Hi,

I'm surprised not to see any change related to JSR292 in the webrev.

While the fix looks safe (not breaking hotspot), it probably does not work as you expect... and this might make it useless.

RBP is used by the JITs to memorize SP before it may be adapted during a call sequence (look for instance for method_handle_invoke_SP_save_opr or rbp_mh_SP_save in the code).

Hence the value we push on the stack may not be the RBP of the caller.
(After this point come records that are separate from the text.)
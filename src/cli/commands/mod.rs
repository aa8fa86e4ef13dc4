mod create;
mod delete;
mod list;
mod password;
mod show;

pub use create::{cmd_create_superuser, cmd_create_user};
pub use delete::cmd_delete_account;
pub use list::cmd_list_accounts;
pub use password::{cmd_check_password, cmd_set_password};
pub use show::cmd_show_account;

use crate::config::Config;
use crate::db::Store;
use crate::domain::password::Argon2Hasher;
use crate::services::StoreAccountFactory;

async fn account_factory(config: &Config) -> anyhow::Result<StoreAccountFactory<Store>> {
    let store = Store::from_config(config).await?;
    let hasher = Argon2Hasher::new(&config.security)?;
    Ok(StoreAccountFactory::new(store, hasher))
}

/// Rejects passwords shorter than the configured minimum.
fn check_password_policy(config: &Config, password: Option<&str>) -> Result<(), String> {
    let min = config.security.min_password_length;
    match password {
        Some(p) if min > 0 && p.chars().count() < min => {
            Err(format!("Password must be at least {min} characters"))
        }
        _ => Ok(()),
    }
}
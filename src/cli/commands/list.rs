//! List accounts command handler

use crate::config::Config;
use crate::services::AccountStore;

use super::account_factory;

pub async fn cmd_list_accounts(config: &Config, json: bool) -> anyhow::Result<()> {
    let factory = account_factory(config).await?;
    let accounts = factory.store().list().await?;

    if json {
        println!("{}", serde_json::to_string_pretty(&accounts)?);
        return Ok(());
    }

    if accounts.is_empty() {
        println!("No accounts yet.");
        println!();
        println!("Create one with:");
        println!("  accounts create-superuser <email> --first-name <first> --last-name <last>");
        return Ok(());
    }

    println!("Accounts ({} total)", accounts.len());
    println!("{:-<70}", "");

    for account in accounts {
        let role = if account.is_superuser {
            "superuser"
        } else if account.is_admin {
            "admin"
        } else {
            "user"
        };
        let status = if account.is_active { "active" } else { "inactive" };

        println!("{} [{}]", account.email, role);
        println!(
            "  ID: {} | Name: {} | Status: {}",
            account.id,
            account.full_name(),
            status
        );
    }

    Ok(())
}
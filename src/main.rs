use accounts::{Config, run};

fn main() -> anyhow::Result<()> {
    let config = Config::load()?;

    let mut builder = tokio::runtime::Builder::new_multi_thread();
    builder.enable_all();

    // 0 keeps tokio's default of one worker per CPU core
    if config.general.worker_threads > 0 {
        builder.worker_threads(config.general.worker_threads);
    }

    builder.build()?.block_on(run(config))
}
It can be its SP just before the call... which would probably confuse your profiler, possibly crashing it if you really assume this is the beginning of a frame.

IMHO, the RFE does not break hotspot and profiling seems to work... but if you try to profile code which uses invoke dynamic, you will hit bugs in the profiler.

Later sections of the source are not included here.